### Aim of the task
The listing below is the input. Say how many of its lines contain "NodeId", giving the number alone.
(Beginning of Input data)
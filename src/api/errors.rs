use serde::{Deserialize, Serialize};

use crate::domain::config::ConfigError;
use crate::domain::MatchId;
use crate::engine::{EngineError, ManagerError};
use crate::infra::persistence::PersistenceError;
use crate::tournament::LeagueError;

/// Ошибки внешнего API (то, что отдаём клиенту).
#[derive(Clone, Debug, Serialize, Deserialize, PartialEq, Eq)]
pub enum ApiError {
    /// Неправильные входные данные (битый JSON, плохой конфиг).
    BadRequest(String),

    /// Матч не найден.
    MatchNotFound(MatchId),

    /// Команда не может быть выполнена в текущем состоянии.
    InvalidCommand(String),

    /// Ошибка движка (валидация мяча, выбора игроков).
    EngineError(String),

    /// Ошибка таблицы или хранилища.
    Storage(String),

    /// Внутренняя ошибка.
    Internal(String),
}

impl From<EngineError> for ApiError {
    fn from(err: EngineError) -> Self {
        if err.is_invalid_state() {
            ApiError::InvalidCommand(err.to_string())
        } else {
            ApiError::EngineError(err.to_string())
        }
    }
}

impl From<ManagerError> for ApiError {
    fn from(err: ManagerError) -> Self {
        match err {
            ManagerError::MatchNotFound(id) => ApiError::MatchNotFound(id),
            ManagerError::Engine(e) => e.into(),
            ManagerError::Persistence(e) => e.into(),
        }
    }
}

impl From<PersistenceError> for ApiError {
    fn from(err: PersistenceError) -> Self {
        ApiError::Storage(err.to_string())
    }
}

impl From<LeagueError> for ApiError {
    fn from(err: LeagueError) -> Self {
        ApiError::Storage(err.to_string())
    }
}

impl From<ConfigError> for ApiError {
    fn from(err: ConfigError) -> Self {
        ApiError::BadRequest(err.to_string())
    }
}
//! Движок подсчёта матча: иннингс, переходы фаз, undo, статистика игроков.
//!
//! Высокоуровневый объект: `MatchEngine`
//! Основные операции:
//!   - `start` – стартовать матч (команды + стартовая тройка)
//!   - `apply_ball` – записать мяч
//!   - `undo` – отменить последний мяч текущего овера
//!   - `select_batsman` / `select_bowler` / `select_openers` – ответить на запрос выбора

pub mod ball_history;
pub mod errors;
pub mod innings;
pub mod match_loop;
pub mod match_manager;
pub mod player_stats;
pub mod validation;

pub use ball_history::{BallHistory, BallRecord};
pub use errors::{EngineError, StateError, ValidationError};
pub use innings::{InningsEnd, InningsOutcome, InningsState, InningsTracker};
pub use match_loop::{
    MatchEngine, MatchPhase, MatchResult, MatchSetup, MatchState, MatchStatus, PendingSelection,
    ResultMargin,
};
pub use match_manager::{ManagerError, MatchManager};
pub use player_stats::{merge_into_career, PlayerStatAccumulator};

use crate::domain::player::RosterPlayer;

/// Источник составов команд.
/// Реализации – в infra (in-memory) или у вызывающего кода.
pub trait RosterProvider {
    /// Игроки команды в порядке состава. Пустой список = команды нет.
    fn players(&self, team: &str) -> Vec<RosterPlayer>;
}
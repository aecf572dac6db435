// SPDX-FileCopyrightText: 2026 Bruno Meilick
// SPDX-License-Identifier: LicenseRef-Nestdraw-FreeUse-NoCopy-NoDerivatives
//
// All rights reserved.
//
// This file is part of Nestdraw and is proprietary software.
// Unauthorized copying, modification, or distribution is prohibited.

//! Nestdraw: a node-and-edge diagram editor where any rectangle can open into a diagram of its
//! own.
//!
//! The document is a tree of levels. [`nav`] keeps the root-to-current stack and the breadcrumb,
//! [`ops`] edits the level on the [`surface`], [`store`] reads and writes the JSON document,
//! and [`query`] searches labels across every level. [`editor`] ties them into one command
//! interface shared by the terminal UI ([`tui`]) and the MCP server ([`mcp`]).

pub mod config;
pub mod editor;
pub mod logging;
pub mod mcp;
pub mod model;
pub mod nav;
pub mod ops;
pub mod query;
pub mod store;
pub mod surface;
pub mod tui;
// SPDX-FileCopyrightText: 2026 Bruno Meilick
// SPDX-License-Identifier: LicenseRef-Nestdraw-FreeUse-NoCopy-NoDerivatives
//
// All rights reserved.
//
// This file is part of Nestdraw and is proprietary software.
// Unauthorized copying, modification, or distribution is prohibited.

//! Core data model.
//!
//! A document is a tree of diagram levels: every level holds nodes and edges, and a rectangle
//! node may own one nested level (its sub-diagram).

pub mod edge;
#[cfg(test)]
pub(crate) mod fixtures;
pub mod ids;
pub mod level;
pub mod node;

pub use edge::EdgeRecord;
pub use ids::{EdgeId, Id, IdAllocator, IdError, LevelId, NodeId, ROOT_LEVEL_ID};
pub use level::{DiagramLevel, ROOT_LABEL};
pub use node::{
    LabelStyle, LeafOwnershipError, NodeKind, NodeRecord, Point, Size, DEFAULT_FONT_SIZE,
    DEFAULT_NODE_LABEL, DEFAULT_RECTANGLE_SIZE, FONT_SIZES, MAX_IMAGE_SIZE, MIN_NODE_SIZE,
    TEXT_COLORS, UNNAMED_LABEL,
};
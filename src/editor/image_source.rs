// SPDX-FileCopyrightText: 2026 Bruno Meilick
// SPDX-License-Identifier: LicenseRef-Nestdraw-FreeUse-NoCopy-NoDerivatives
//
// All rights reserved.
//
// This file is part of Nestdraw and is proprietary software.
// Unauthorized copying, modification, or distribution is prohibited.

use std::path::Path;

use base64::engine::general_purpose::STANDARD;
use base64::Engine as _;
use image::ImageFormat;

use crate::model::{Size, MAX_IMAGE_SIZE};

/// An image file prepared for an image node.
#[derive(Debug, Clone, PartialEq)]
pub struct ImageSource {
    pub data_url: String,
    /// Display size: the pixel size scaled down to fit [`MAX_IMAGE_SIZE`].
    pub size: Size,
}

pub fn load_image_source(path: &Path) -> Result<ImageSource, image::ImageError> {
    let bytes = std::fs::read(path).map_err(image::ImageError::IoError)?;
    image_source_from_bytes(&bytes)
}

pub fn image_source_from_bytes(bytes: &[u8]) -> Result<ImageSource, image::ImageError> {
    let format = image::guess_format(bytes)?;
    let decoded = image::load_from_memory_with_format(bytes, format)?;
    let pixels = Size::new(f64::from(decoded.width()), f64::from(decoded.height()));

    let data_url = format!("data:{};base64,{}", mime_type(format), STANDARD.encode(bytes));
    Ok(ImageSource { data_url, size: pixels.fit_within(MAX_IMAGE_SIZE) })
}

/// Only PNG decoding is built in, so other formats never get this far.
fn mime_type(format: ImageFormat) -> &'static str {
    match format {
        ImageFormat::Png => "image/png",
        _ => "application/octet-stream",
    }
}
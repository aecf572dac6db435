// SPDX-FileCopyrightText: 2026 Bruno Meilick
// SPDX-License-Identifier: LicenseRef-Nestdraw-FreeUse-NoCopy-NoDerivatives
//
// All rights reserved.
//
// This file is part of Nestdraw and is proprietary software.
// Unauthorized copying, modification, or distribution is prohibited.

//! Label search and path navigation across the whole level hierarchy.

pub mod resolver;
pub mod search;
pub mod session;

pub use resolver::{navigate_to_node, ResolveError};
pub use search::{SearchEntry, SearchIndex, PATH_SEPARATOR};
pub use session::SearchSession;
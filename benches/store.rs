// SPDX-FileCopyrightText: 2026 Bruno Meilick
// SPDX-License-Identifier: LicenseRef-Nestdraw-FreeUse-NoCopy-NoDerivatives
//
// All rights reserved.
//
// This file is part of Nestdraw and is proprietary software.
// Unauthorized copying, modification, or distribution is prohibited.

use criterion::{black_box, criterion_group, criterion_main, BatchSize, Criterion};
use nestdraw::store::{decode_state, encode_state, GraphFile, WriteDurability};

mod fixtures;
mod profiler;

use fixtures::{Case, TempDir};

// Benchmark identity (keep stable):
// - Group names in this file: `store.codec`, `store.graph_file`
// - Case IDs (the string after the `/`) must remain stable across refactors so results stay
//   comparable over time (e.g. `encode_small`, `save_medium`).
fn benches_codec(c: &mut Criterion) {
    let mut group = c.benchmark_group("store.codec");

    for (name, case) in [("small", Case::Small), ("medium", Case::Medium)] {
        let state = fixtures::document(case);
        let text = encode_state(&state).expect("encode_state");

        group.bench_function(format!("encode_{name}"), |b| {
            b.iter(|| black_box(encode_state(black_box(&state)).expect("encode_state").len()))
        });
        group.bench_function(format!("decode_{name}"), |b| {
            b.iter(|| black_box(decode_state(black_box(&text)).expect("decode_state").depth()))
        });
    }
    group.finish();
}

fn benches_graph_file(c: &mut Criterion) {
    let mut group = c.benchmark_group("store.graph_file");

    for (name, case) in [("small", Case::Small), ("medium", Case::Medium)] {
        let state = fixtures::document(case);

        group.bench_function(format!("save_{name}"), |b| {
            b.iter_batched_ref(
                || TempDir::new(&format!("store_save_{name}")),
                |tmp| {
                    let file = GraphFile::new(tmp.path().join("graph-data.json"));
                    file.save_state(black_box(&state)).expect("save_state");
                    black_box(std::fs::metadata(file.path()).expect("document metadata").len())
                },
                BatchSize::SmallInput,
            )
        });

        let tmp = TempDir::new(&format!("store_load_{name}"));
        let file = GraphFile::new(tmp.path().join("graph-data.json"))
            .with_durability(WriteDurability::BestEffort);
        file.save_state(&state).expect("save_state");
        group.bench_function(format!("load_{name}"), |b| {
            b.iter(|| black_box(file.load_state().expect("load_state").depth()))
        });
    }
    group.finish();
}

criterion_group! {
    name = benches;
    config = profiler::criterion();
    targets = benches_codec, benches_graph_file
}
criterion_main!(benches);
// SPDX-FileCopyrightText: 2026 Bruno Meilick
// SPDX-License-Identifier: LicenseRef-Nestdraw-FreeUse-NoCopy-NoDerivatives
//
// All rights reserved.
//
// This file is part of Nestdraw and is proprietary software.
// Unauthorized copying, modification, or distribution is prohibited.

use tracing::{debug, warn};

use crate::model::{DiagramLevel, NodeId, ROOT_LABEL, UNNAMED_LABEL};
use crate::store::{codec, DocumentError};
use crate::surface::{MemorySurface, RenderSurface};

/// Back-button text used when the owner of the current level cannot be found.
pub const PARENT_FALLBACK_LABEL: &str = "Parent";

/// The level being edited plus the ancestors that lead to it, root first.
///
/// An empty stack means the current level is the root. For each adjacent pair the deeper level's
/// `parent_node` names a node of the shallower one.
#[derive(Debug, Clone, PartialEq)]
pub struct NavigationState {
    current: DiagramLevel,
    stack: Vec<DiagramLevel>,
}

impl Default for NavigationState {
    fn default() -> Self {
        Self::new()
    }
}

impl NavigationState {
    pub fn new() -> Self {
        Self { current: DiagramLevel::root(), stack: Vec::new() }
    }

    /// Builds a state from parts without checking the chain. Use the codec for untrusted input.
    pub fn from_parts(current: DiagramLevel, stack: Vec<DiagramLevel>) -> Self {
        Self { current, stack }
    }

    pub fn current(&self) -> &DiagramLevel {
        &self.current
    }

    pub fn stack(&self) -> &[DiagramLevel] {
        &self.stack
    }

    pub fn depth(&self) -> usize {
        self.stack.len()
    }

    pub fn into_parts(self) -> (DiagramLevel, Vec<DiagramLevel>) {
        (self.current, self.stack)
    }
}

/// One breadcrumb entry. Crumbs other than the last are navigation targets for their depth.
#[derive(Debug, Clone, PartialEq, Eq)]
pub struct Crumb {
    pub label: String,
    pub depth: usize,
    pub is_current: bool,
}

/// Drives a single rendering surface through the level hierarchy.
#[derive(Debug)]
pub struct Navigator<S = MemorySurface> {
    state: NavigationState,
    surface: S,
    breadcrumb: Vec<Crumb>,
    back_target: Option<String>,
}

impl Default for Navigator<MemorySurface> {
    fn default() -> Self {
        Self::new(MemorySurface::new())
    }
}

impl<S: RenderSurface> Navigator<S> {
    pub fn new(surface: S) -> Self {
        Self::with_state(NavigationState::new(), surface)
    }

    pub fn with_state(state: NavigationState, surface: S) -> Self {
        let mut navigator =
            Self { state, surface, breadcrumb: Vec::new(), back_target: None };
        navigator.refresh();
        navigator
    }

    /// The navigation state as last captured. Call [`Self::capture_current_level`] first to see
    /// edits still pending on the surface.
    pub fn state(&self) -> &NavigationState {
        &self.state
    }

    pub fn current(&self) -> &DiagramLevel {
        &self.state.current
    }

    pub fn stack(&self) -> &[DiagramLevel] {
        &self.state.stack
    }

    pub fn depth(&self) -> usize {
        self.state.depth()
    }

    pub fn is_at_root(&self) -> bool {
        self.state.stack.is_empty()
    }

    pub fn surface(&self) -> &S {
        &self.surface
    }

    pub fn surface_mut(&mut self) -> &mut S {
        &mut self.surface
    }

    /// Copies the surface's live items into the current level.
    pub fn capture_current_level(&mut self) {
        let items = self.surface.items();
        self.state.current.set_items(items.nodes, items.edges);
    }

    /// Enters the sub-diagram owned by `node_id`, creating it empty on first entry.
    ///
    /// Returns `false` without changing anything when the node is not on the surface or is not a
    /// rectangle.
    pub fn descend_into(&mut self, node_id: &NodeId) -> bool {
        let Some(node) = self.surface.find_node(node_id) else {
            debug!(node_id = %node_id, "descend ignored: node not on surface");
            return false;
        };
        if !node.kind().can_own_subgraph() {
            debug!(node_id = %node_id, kind = %node.kind(), "descend ignored: leaf node");
            return false;
        }

        self.capture_current_level();
        let mut parent = self.state.current.clone();
        let Some(owner) = parent.node_mut(node_id) else {
            return false;
        };
        let child = match owner.ensure_sub_graph() {
            Ok(level) => level.clone(),
            Err(err) => {
                debug!(error = %err, "descend ignored");
                return false;
            }
        };

        self.state.stack.push(parent);
        self.state.current = child;
        debug!(node_id = %node_id, depth = self.depth(), "descended");
        self.refresh();
        true
    }

    /// Pops back up until `depth() == target`, writing each level left behind into its owner.
    ///
    /// Targets deeper than the current depth are ignored. Returns whether any level was left.
    pub fn navigate_to_level(&mut self, target: usize) -> bool {
        let depth = self.depth();
        if target > depth {
            debug!(target, depth, "navigate ignored: target below current level");
            return false;
        }

        self.capture_current_level();
        while self.state.stack.len() > target {
            let Some(mut parent) = self.state.stack.pop() else {
                break;
            };
            let left = std::mem::replace(&mut self.state.current, DiagramLevel::root());
            write_back(&mut parent, left);
            self.state.current = parent;
        }

        if target < depth {
            debug!(from = depth, to = target, "ascended");
        }
        self.refresh();
        target < depth
    }

    /// Ascends one level. No-op at the root.
    pub fn go_back(&mut self) -> bool {
        match self.depth().checked_sub(1) {
            Some(target) => self.navigate_to_level(target),
            None => false,
        }
    }

    pub fn breadcrumb(&self) -> &[Crumb] {
        &self.breadcrumb
    }

    /// Label of the level "back" leads to, or `None` at the root.
    pub fn back_target(&self) -> Option<&str> {
        self.back_target.as_deref()
    }

    /// Swaps in a whole new state and rebinds the surface.
    pub fn replace_state(&mut self, state: NavigationState) {
        self.state = state;
        self.refresh();
    }

    /// Rebinds the surface to the current level and recomputes the derived labels.
    pub fn refresh(&mut self) {
        self.surface.bind(&self.state.current);
        self.breadcrumb = compute_breadcrumb(&self.state);
        self.back_target = compute_back_target(&self.state);
    }

    /// Captures the surface and encodes the whole state as a pretty-printed JSON document.
    pub fn serialize(&mut self) -> Result<String, DocumentError> {
        self.capture_current_level();
        codec::encode_state(&self.state)
    }

    /// Decodes `text` and replaces the state with it. On error the state is left untouched.
    pub fn deserialize(&mut self, text: &str) -> Result<(), DocumentError> {
        let state = codec::decode_state(text)?;
        self.replace_state(state);
        Ok(())
    }
}

fn write_back(parent: &mut DiagramLevel, left: DiagramLevel) {
    let Some(owner_id) = left.parent_node().cloned() else {
        warn!(level = %left.id(), "level without owner dropped while ascending");
        return;
    };
    let Some(owner) = parent.node_mut(&owner_id) else {
        warn!(owner = %owner_id, "owner missing while ascending; sub-diagram dropped");
        return;
    };
    if let Err(err) = owner.set_sub_graph(left) {
        warn!(error = %err, "sub-diagram dropped while ascending");
    }
}

fn owner_label(state: &NavigationState, depth: usize) -> Option<&str> {
    let level = if depth == state.stack.len() { &state.current } else { state.stack.get(depth)? };
    let owner_id = level.parent_node()?;
    let parent = state.stack.get(depth.checked_sub(1)?)?;
    parent.node(owner_id).map(|node| node.display_label())
}

fn compute_breadcrumb(state: &NavigationState) -> Vec<Crumb> {
    let depth = state.depth();
    let mut crumbs = vec![Crumb { label: ROOT_LABEL.to_owned(), depth: 0, is_current: depth == 0 }];
    for level in 1..=depth {
        let label = owner_label(state, level).unwrap_or(UNNAMED_LABEL);
        crumbs.push(Crumb { label: label.to_owned(), depth: level, is_current: level == depth });
    }
    crumbs
}

fn compute_back_target(state: &NavigationState) -> Option<String> {
    if state.stack.is_empty() {
        return None;
    }
    let label = owner_label(state, state.depth()).unwrap_or(PARENT_FALLBACK_LABEL);
    Some(label.to_owned())
}
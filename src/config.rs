// SPDX-FileCopyrightText: 2026 Bruno Meilick
// SPDX-License-Identifier: LicenseRef-Nestdraw-FreeUse-NoCopy-NoDerivatives
//
// All rights reserved.
//
// This file is part of Nestdraw and is proprietary software.
// Unauthorized copying, modification, or distribution is prohibited.

//! User configuration.
//!
//! Location: `<config dir>/nestdraw/config.toml` (for example `~/.config/nestdraw/config.toml`).
//! Every field is optional; a missing file means all defaults.

use std::fs;
use std::path::{Path, PathBuf};

use anyhow::{Context, Result};
use serde::{Deserialize, Serialize};

use crate::store::{WriteDurability, DEFAULT_FILE_NAME};

const APP_DIR: &str = "nestdraw";
const CONFIG_FILE: &str = "config.toml";
const DEFAULT_LOG_FILTER: &str = "info";

#[derive(Debug, Clone, PartialEq, Serialize, Deserialize)]
#[serde(default)]
pub struct Config {
    /// Document opened when no file is given on the command line.
    pub file: PathBuf,
    pub durability: WriteDurability,
    /// `tracing` filter directive, overridden by `RUST_LOG`.
    pub log_filter: String,
    /// Where the terminal UI writes its log. The TUI logs nothing without it.
    pub log_file: Option<PathBuf>,
    /// Font size for new rectangle and text nodes.
    pub font_size: Option<f64>,
}

impl Default for Config {
    fn default() -> Self {
        Self {
            file: PathBuf::from(DEFAULT_FILE_NAME),
            durability: WriteDurability::default(),
            log_filter: DEFAULT_LOG_FILTER.to_owned(),
            log_file: None,
            font_size: None,
        }
    }
}

impl Config {
    /// Default config file path.
    pub fn path() -> Result<PathBuf> {
        let config_dir =
            dirs::config_dir().context("Could not determine config directory")?.join(APP_DIR);
        Ok(config_dir.join(CONFIG_FILE))
    }

    /// Loads from `path`, or from [`Config::path`] when `None`.
    ///
    /// A missing default file yields defaults; a missing explicit file is an error.
    pub fn load(path: Option<&Path>) -> Result<Self> {
        let (path, explicit) = match path {
            Some(path) => (path.to_path_buf(), true),
            None => (Self::path()?, false),
        };
        if !explicit && !path.exists() {
            return Ok(Self::default());
        }

        let content = fs::read_to_string(&path)
            .with_context(|| format!("Failed to read config from {:?}", path))?;
        Self::from_toml(&content).with_context(|| format!("Failed to parse config from {:?}", path))
    }

    pub fn from_toml(content: &str) -> Result<Self> {
        Ok(toml::from_str(content)?)
    }
}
(End of Input data)
### Exercise output
3